- WHAT IS EXPECTED
Quote exactly the lines from the start of the entries to the one with "by every crate.", both ends included.

Start of INPUT FOR THIS TASK

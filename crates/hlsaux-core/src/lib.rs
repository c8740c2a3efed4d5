//! # hlsaux-core
//!
//! Shared foundation for the hlsaux workspace.
//!
//! - **Errors** ([`Error`], [`Result`]) -- one taxonomy for probe, parse,
//!   playlist and I/O failures, shared by every crate.
//! - **Packet model** ([`PacketRecord`]) -- the normalized shape of one
//!   probed video packet.
//! - **Configuration** ([`config`]) -- TOML-backed settings handed explicitly
//!   to each builder.

pub mod config;
pub mod error;
pub mod packet;

pub use config::Config;
pub use error::{Error, Result, Warning};
pub use packet::PacketRecord;
//! Derived playlist structures and their M3U8 rendering.

use std::fmt::Write;
use std::time::Duration;

/// One keyframe of an I-frame-only playlist.
#[derive(Debug, Clone, PartialEq)]
pub struct IFrameEntry {
    /// Segment file URI, as written in the source chunklist.
    pub uri: String,
    /// Byte offset within the segment file (init segment excluded).
    pub offset: u64,
    /// Byte length of the keyframe range.
    pub length: u64,
    /// Seconds from this keyframe up to the next one or end of stream.
    pub duration_secs: f64,
    /// Initialization segment URI in effect for this entry.
    pub init: Option<String>,
}

/// An I-frame-only media playlist for one variant.
#[derive(Debug, Clone, PartialEq)]
pub struct IFramePlaylist {
    /// Target duration in integer seconds.
    pub target_duration: u64,
    /// Entries in chunklist order.
    pub entries: Vec<IFrameEntry>,
}

impl IFramePlaylist {
    /// Measured bandwidth in bits per second: total keyframe bytes over
    /// total duration, rounded up.
    pub fn bandwidth(&self) -> u64 {
        let bytes: u64 = self.entries.iter().map(|e| e.length).sum();
        let secs: f64 = self.entries.iter().map(|e| e.duration_secs).sum();
        let bits = bytes.saturating_mul(8);
        if secs > 0.0 {
            (bits as f64 / secs).ceil() as u64
        } else {
            bits
        }
    }

    /// The master playlist line announcing this playlist at `uri`.
    pub fn stream_inf_line(&self, uri: &str) -> String {
        format!(
            "#EXT-X-I-FRAME-STREAM-INF:BANDWIDTH={},URI=\"{}\"",
            self.bandwidth(),
            uri
        )
    }

    fn has_map(&self) -> bool {
        self.entries.iter().any(|e| e.init.is_some())
    }

    /// Render to M3U8 text.
    pub fn render(&self) -> String {
        let mut out = String::new();

        writeln!(out, "#EXTM3U").unwrap();
        // EXT-X-MAP in an I-frame playlist needs version 5.
        let version = if self.has_map() { 5 } else { 4 };
        writeln!(out, "#EXT-X-VERSION:{}", version).unwrap();
        writeln!(out, "#EXT-X-TARGETDURATION:{}", self.target_duration).unwrap();
        writeln!(out, "#EXT-X-MEDIA-SEQUENCE:0").unwrap();
        writeln!(out, "#EXT-X-PLAYLIST-TYPE:VOD").unwrap();
        writeln!(out, "#EXT-X-I-FRAMES-ONLY").unwrap();

        let mut current_map: Option<&str> = None;
        for entry in &self.entries {
            let map = entry.init.as_deref();
            if map != current_map {
                if let Some(uri) = map {
                    writeln!(out, "#EXT-X-MAP:URI=\"{}\"", uri).unwrap();
                }
                current_map = map;
            }
            writeln!(out, "#EXT-X-BYTERANGE:{}@{}", entry.length, entry.offset).unwrap();
            writeln!(out, "#EXTINF:{:.6},", entry.duration_secs).unwrap();
            writeln!(out, "{}", entry.uri).unwrap();
        }

        writeln!(out, "#EXT-X-ENDLIST").unwrap();

        out
    }
}

/// Companion playlist of a segmented caption stream.
#[derive(Debug, Clone, PartialEq)]
pub struct CaptionPlaylist {
    /// Target duration in integer seconds.
    pub target_duration: u64,
    /// `(segment URI, duration)` in emission order.
    pub segments: Vec<(String, Duration)>,
}

impl CaptionPlaylist {
    /// Create an empty playlist whose segments may run up to
    /// `window + grace`.
    pub fn new(window: Duration, grace: Duration) -> Self {
        Self {
            target_duration: (window + grace).as_secs_f64().ceil() as u64,
            segments: Vec::new(),
        }
    }

    pub fn push(&mut self, uri: impl Into<String>, duration: Duration) {
        self.segments.push((uri.into(), duration));
    }

    /// Render to M3U8 text, terminated by `#EXT-X-ENDLIST`.
    pub fn render(&self) -> String {
        let mut out = String::new();

        writeln!(out, "#EXTM3U").unwrap();
        writeln!(out, "#EXT-X-VERSION:3").unwrap();
        writeln!(out, "#EXT-X-TARGETDURATION:{}", self.target_duration).unwrap();
        writeln!(out, "#EXT-X-MEDIA-SEQUENCE:0").unwrap();

        for (uri, duration) in &self.segments {
            writeln!(out, "#EXTINF:{:.6},", duration.as_secs_f64()).unwrap();
            writeln!(out, "{}", uri).unwrap();
        }

        writeln!(out, "#EXT-X-ENDLIST").unwrap();

        out
    }
}
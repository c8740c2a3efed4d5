//! FFprobe-backed packet index feed.
//!
//! Shells out to `ffprobe -show_packets` for the video stream of one segment
//! file and maps the JSON output into ordered [`PacketRecord`]s.

use std::path::{Path, PathBuf};
use std::time::Duration;

use hlsaux_core::{Error, PacketRecord, Result};
use serde::Deserialize;
use tokio_util::sync::CancellationToken;

use crate::command::ToolCommand;
use crate::tools::ToolRegistry;

const PACKET_ENTRIES: &str = "packet=pts_time,dts_time,duration_time,size,pos,flags";

#[derive(Debug, Deserialize)]
struct FfprobePackets {
    #[serde(default)]
    packets: Vec<FfprobePacket>,
}

#[derive(Debug, Deserialize)]
struct FfprobePacket {
    pts_time: Option<Field>,
    dts_time: Option<Field>,
    duration_time: Option<Field>,
    size: Option<Field>,
    pos: Option<Field>,
    #[serde(default)]
    flags: String,
}

/// ffprobe prints most numbers as strings, and `N/A` when unknown.
#[derive(Debug, Deserialize)]
#[serde(untagged)]
enum Field {
    Number(serde_json::Number),
    Text(String),
}

impl Field {
    fn as_f64(&self) -> Option<f64> {
        match self {
            Field::Number(n) => n.as_f64(),
            Field::Text(s) => s.trim().parse().ok(),
        }
    }

    fn as_u64(&self) -> Option<u64> {
        match self {
            Field::Number(n) => n.as_u64(),
            Field::Text(s) => s.trim().parse().ok(),
        }
    }
}

/// Parse `ffprobe -show_packets -print_format json` output.
///
/// Packets keep the tool's order. A packet without a usable `pos` or `size`
/// makes the whole feed malformed, since byte ranges cannot be derived.
pub fn parse_packets(json: &str) -> Result<Vec<PacketRecord>> {
    let output: FfprobePackets = serde_json::from_str(json)
        .map_err(|e| Error::probe(format!("malformed ffprobe output: {e}")))?;

    output
        .packets
        .into_iter()
        .enumerate()
        .map(|(index, p)| {
            let offset = p
                .pos
                .as_ref()
                .and_then(Field::as_u64)
                .ok_or_else(|| Error::probe(format!("packet {index} has no byte position")))?;
            let size = p
                .size
                .as_ref()
                .and_then(Field::as_u64)
                .ok_or_else(|| Error::probe(format!("packet {index} has no size")))?;

            let keyframe = match p.flags.chars().next() {
                Some(c) => c == 'K',
                None => {
                    tracing::warn!(packet = index, "packet has empty flags; treating as non-key");
                    false
                }
            };

            let duration_secs = p
                .duration_time
                .as_ref()
                .and_then(Field::as_f64)
                .filter(|d| d.is_finite() && *d > 0.0)
                .unwrap_or(0.0);

            Ok(PacketRecord {
                pts_secs: p.pts_time.as_ref().and_then(Field::as_f64),
                dts_secs: p.dts_time.as_ref().and_then(Field::as_f64),
                duration_secs,
                size,
                offset,
                keyframe,
            })
        })
        .collect()
}

/// Packet index feed backed by the `ffprobe` CLI.
#[derive(Debug, Clone)]
pub struct PacketProbe {
    ffprobe_path: PathBuf,
    timeout: Duration,
}

impl PacketProbe {
    /// Create a probe using the given ffprobe path and per-call timeout.
    pub fn new(ffprobe_path: PathBuf, timeout: Duration) -> Self {
        Self {
            ffprobe_path,
            timeout,
        }
    }

    /// Create a probe from the discovered ffprobe.
    pub fn from_registry(tools: &ToolRegistry) -> Result<Self> {
        let ffprobe = tools.require("ffprobe")?;
        Ok(Self::new(ffprobe.path.clone(), ffprobe.timeout))
    }

    /// Probe the video packets of one segment file.
    ///
    /// With an initialization segment, the tool reads `init ‖ segment` from
    /// stdin, so offsets are relative to that concatenation.
    pub async fn probe_segment(
        &self,
        segment: &Path,
        init: Option<&Path>,
        cancel: &CancellationToken,
    ) -> Result<Vec<PacketRecord>> {
        let mut cmd = ToolCommand::new(self.ffprobe_path.clone());
        cmd.timeout(self.timeout);
        cmd.cancel_on(cancel.clone());
        cmd.args(["-hide_banner", "-loglevel", "warning"]);
        cmd.args(["-select_streams", "v", "-show_packets"]);
        cmd.args(["-show_entries", PACKET_ENTRIES]);
        cmd.args(["-print_format", "json"]);

        match init {
            Some(init) => {
                let mut data = tokio::fs::read(init).await?;
                data.extend(tokio::fs::read(segment).await?);
                tracing::debug!(
                    segment = %segment.display(),
                    init = %init.display(),
                    bytes = data.len(),
                    "probing packets through stdin"
                );
                cmd.arg("-");
                cmd.stdin(data);
            }
            None => {
                tracing::debug!(segment = %segment.display(), "probing packets");
                cmd.arg(segment.to_string_lossy().as_ref());
            }
        }

        let output = cmd.execute().await?;
        let packets = parse_packets(&output.stdout).map_err(|e| match e {
            Error::Probe(msg) => Error::probe(format!("{}: {msg}", segment.display())),
            other => other,
        })?;

        tracing::trace!(segment = %segment.display(), packets = packets.len(), "probed");
        Ok(packets)
    }
}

End of INPUT FOR THIS TASK

- RESPONSE
filename crates/hlsaux-core/src/lib.rs
repository c8740c2a3efed4d5
//! # hlsaux-core
//!
//! Shared foundation for the hlsaux workspace.
//!
//! - **Errors** ([`Error`], [`Result`]) -- one taxonomy for probe, parse,
//!   playlist and I/O failures, shared by every crate.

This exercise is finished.